2018–19 UEFA Nations League D

Tournament details
- Dates: 6 September – 20 November 2018
- Teams: 16
- Promoted: Armenia Azerbaijan Belarus Georgia Kazakhstan Kosovo Luxembourg Macedonia Moldova

Tournament statistics
- Matches played: 48
- Goals scored: 121 (2.52 per match)
- Attendance: 435,442 (9,072 per match)
- Top scorer(s): Yura Movsisyan Stanislaw Drahun (5 goals each)

= 2018–19 UEFA Nations League D =

The 2018–19 UEFA Nations League D was the fourth and lowest division of the 2018–19 edition of the UEFA Nations League, the inaugural season of the international football competition involving the men's national teams of the 55 member associations of UEFA.

==Format==
League D consisted of the lowest 16 UEFA members ranked from 40 to 55, who were split into four groups of four.
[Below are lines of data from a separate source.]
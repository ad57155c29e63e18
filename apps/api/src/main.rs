mod config;
mod errors;
mod flags;
mod fragments;
mod layout;
mod render;
mod routes;
mod state;

use anyhow::Result;
use std::net::SocketAddr;
use tower_http::{cors::CorsLayer, trace::TraceLayer};
use tracing::info;
use tracing_subscriber::{layer::SubscriberExt, util::SubscriberInitExt, EnvFilter};

use std::sync::Arc;

use crate::config::Config;
use crate::flags::letter::ALPHABET;
use crate::flags::registry::GlyphRegistry;
use crate::fragments::{DirFragmentSource, FragmentCache, FragmentSource, HttpFragmentSource};
use crate::render::sink::{DirectorySink, DocumentSink};
use crate::routes::build_router;
use crate::state::AppState;

#[tokio::main]
async fn main() -> Result<()> {
    // Load configuration first (fails fast on malformed env vars)
    let config = Config::from_env()?;

    // Initialize structured logging
    tracing_subscriber::registry()
        .with(EnvFilter::try_from_default_env().unwrap_or_else(|_| {
            EnvFilter::new(format!(
                "{}={}",
                env!("CARGO_PKG_NAME").replace('-', "_"),
                &config.rust_log
            ))
        }))
        .with(tracing_subscriber::fmt::layer())
        .init();

    info!("Starting Flag System API v{}", env!("CARGO_PKG_VERSION"));

    // Glyph registry and fragment source
    let registry = Arc::new(GlyphRegistry::standard().without(&config.missing_glyphs));
    let available = ALPHABET.iter().filter(|&&l| registry.has_flag(l)).count();
    info!("Glyph registry ready: {available}/26 letters have assets");
    let source: Arc<dyn FragmentSource> = match &config.asset_dir {
        Some(dir) => {
            info!("Reading glyph assets from {dir}");
            Arc::new(DirFragmentSource::new(dir))
        }
        None => {
            info!("Fetching glyph assets from {}", config.asset_base_url);
            Arc::new(HttpFragmentSource::new(config.asset_base_url.clone())?)
        }
    };
    let fragments = Arc::new(FragmentCache::new(registry.clone(), source));

    if config.prefetch_glyphs {
        let warm = fragments.clone();
        tokio::spawn(async move { warm.prefetch_all().await });
        info!("Glyph prefetch started");
    }

    let export_sink: Option<Arc<dyn DocumentSink>> = config.export_dir.as_ref().map(|dir| {
        info!("Exports will also be written to {dir}");
        Arc::new(DirectorySink::new(dir)) as Arc<dyn DocumentSink>
    });

    // Build app state
    let state = AppState {
        config: config.clone(),
        registry,
        fragments,
        export_sink,
    };

    // Build router
    let app = build_router(state)
        .layer(TraceLayer::new_for_http())
        .layer(CorsLayer::permissive());

    let addr: SocketAddr = format!("0.0.0.0:{}", config.port).parse()?;
    info!("Listening on {addr}");

    let listener = tokio::net::TcpListener::bind(addr).await?;
    axum::serve(listener, app).await?;

    Ok(())
}
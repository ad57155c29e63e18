//! Random word source backed by a curated candidate list.

use crate::flags::letter::{Letter, Word};

/// Curated candidates, 2–10 letters, uppercase.
const CANDIDATES: &[&str] = &[
    "GO", "UP", "HI", "OK", "SEA", "SUN", "CAT", "DOG", "FOX", "OWL", "SKY", "MAP", "FLAG", "WIND",
    "SAIL", "PORT", "STAR", "MOON", "WAVE", "KITE", "SHIP", "ANCHOR", "ROPE", "NORTH", "SOUTH",
    "COAST", "TIDE", "STORM", "SIGNAL", "HARBOR", "VESSEL", "BEACON", "CAPTAIN", "COMPASS",
    "HORIZON", "LIGHTHOUSE", "SEMAPHORE", "VOYAGE", "ISLAND", "CURRENT", "PILOT", "RUDDER",
    "MARINER", "NAVIGATOR", "ADMIRAL", "FREEDOM", "JOURNEY", "EXPLORER", "OCEAN", "BRAVO",
];

/// Picks a word no longer than `max_length`, uniformly from the qualifying candidates.
///
/// When no candidate is short enough, a uniformly chosen candidate is truncated to
/// `max_length`. Returns `None` only for `max_length == 0`.
pub fn get_random_word(max_length: usize, rng: &mut fastrand::Rng) -> Option<Word> {
    if max_length == 0 {
        return None;
    }

    let qualifying: Vec<&str> = CANDIDATES
        .iter()
        .copied()
        .filter(|w| w.len() <= max_length)
        .collect();

    let picked = if qualifying.is_empty() {
        CANDIDATES[rng.usize(..CANDIDATES.len())]
    } else {
        qualifying[rng.usize(..qualifying.len())]
    };

    let letters: Vec<Letter> = picked
        .chars()
        .filter_map(Letter::from_char)
        .take(max_length)
        .collect();
    Word::from_letters(letters).ok()
}

#[cfg(test)]
mod tests {
    use super::*;

    #[test]
    fn test_candidates_are_clean() {
        for w in CANDIDATES {
            assert!((2..=10).contains(&w.len()), "{w} out of range");
            assert!(w.chars().all(|c| c.is_ascii_uppercase()), "{w} not uppercase");
        }
    }

    #[test]
    fn test_never_longer_than_requested() {
        let mut rng = fastrand::Rng::with_seed(7);
        for max in 1..=10 {
            for _ in 0..50 {
                let word = get_random_word(max, &mut rng).unwrap();
                assert!(word.len() <= max, "{word} longer than {max}");
            }
        }
    }

    #[test]
    fn test_zero_length_yields_nothing() {
        let mut rng = fastrand::Rng::with_seed(1);
        assert!(get_random_word(0, &mut rng).is_none());
    }

    #[test]
    fn test_only_two_letter_candidates_for_max_two() {
        let mut rng = fastrand::Rng::with_seed(3);
        for _ in 0..30 {
            let word = get_random_word(2, &mut rng).unwrap().to_string();
            assert!(["GO", "UP", "HI", "OK"].contains(&word.as_str()), "got {word}");
        }
    }

    #[test]
    fn test_same_seed_same_word() {
        let a = get_random_word(6, &mut fastrand::Rng::with_seed(42));
        let b = get_random_word(6, &mut fastrand::Rng::with_seed(42));
        assert_eq!(a, b);
    }
}
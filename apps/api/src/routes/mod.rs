pub mod health;

use axum::{routing::get, Router};

use crate::flags::handlers as flag_handlers;
use crate::render::handlers as render_handlers;
use crate::state::AppState;

pub fn build_router(state: AppState) -> Router {
    Router::new()
        .route("/health", get(health::health_handler))
        // Word source and palette
        .route("/api/v1/words/random", get(flag_handlers::handle_random_word))
        .route("/api/v1/palette/next", get(flag_handlers::handle_next_color))
        .route("/api/v1/glyphs/:letter", get(flag_handlers::handle_glyph))
        // Layout, preview, export
        .route("/api/v1/grid", get(render_handlers::handle_grid))
        .route("/api/v1/preview", get(render_handlers::handle_preview))
        .route("/api/v1/preview.html", get(render_handlers::handle_preview_html))
        .route("/api/v1/export", get(render_handlers::handle_export))
        .with_state(state)
}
The top two teams of each group, as well as the best ranked third-place team, were promoted to the 2020–21 UEFA Nations League C.

In addition, League D was allocated one of the four remaining UEFA Euro 2020 places. Four teams from League D which had not already qualified for the European Championship finals competed in the play-offs for each division, which were played in October and November 2020. The play-off berths were first allocated to the group winners, and if any of the group winners had already qualified for the European Championship finals, then to the next best ranked team of the division, etc. If there were fewer than four teams in League D which had not already qualified for the European Championship finals, and League D had no group winner available, the best team in the overall ranking would be selected. The play-offs consisted of two "one-off" semi-finals (best-ranked team vs. fourth best-ranked team and second best-ranked team vs. third best-ranked team, played at home of higher-ranked teams) and one "one-off" final between the two semi-final winners (venue drawn in advance between semi-final 1 and 2).

===Seeding===
Teams were allocated to League D according to their UEFA national team coefficients after the conclusion of the 2018 FIFA World Cup qualifying group stage on 11 October 2017. Teams were split into four pots of four teams, ordered based on their UEFA national team coefficient. The seeding pots for the draw were announced on 7 December 2017.

Pot 1
| Team | Coeff | Rank |
|---|---|---|
| Azerbaijan | 17,761 | 40 |
| Macedonia | 17,071 | 41 |
| Belarus | 16,868 | 42 |
| Georgia | 16,523 | 43 |

Pot 2
| Team | Coeff | Rank |
|---|---|---|
| Armenia | 15,846 | 44 |
| Latvia | 15,821 | 45 |
| Faroe Islands | 15,490 | 46 |
| Luxembourg | 14,231 | 47 |

Pot 3
| Team | Coeff | Rank |
|---|---|---|
| Kazakhstan | 13,431 | 48 |
| Moldova | 13,130 | 49 |
| Liechtenstein | 10,950 | 50 |
| Malta | 10,870 | 51 |

Pot 4
| Team | Coeff | Rank |
|---|---|---|
| Andorra | 10,240 | 52 |
| Kosovo | 9,950 | 53 |
| San Marino | 8,190 | 54 |
| Gibraltar | 7,550 | 55 |

The group draw took place at the SwissTech Convention Center in Lausanne, Switzerland on 24 January 2018, 12:00 CET. For political reasons, Armenia and Azerbaijan could not be drawn into the same group (due to the Nagorno-Karabakh conflict). Due to excessive travel restrictions, any group could only contain a maximum of one of the following pairs: Andorra and Kazakhstan, Faroe Islands and Kazakhstan, Gibraltar and Kazakhstan, Gibraltar and Azerbaijan.

==Groups==
The fixture list was confirmed by UEFA on 24 January 2018 following the draw.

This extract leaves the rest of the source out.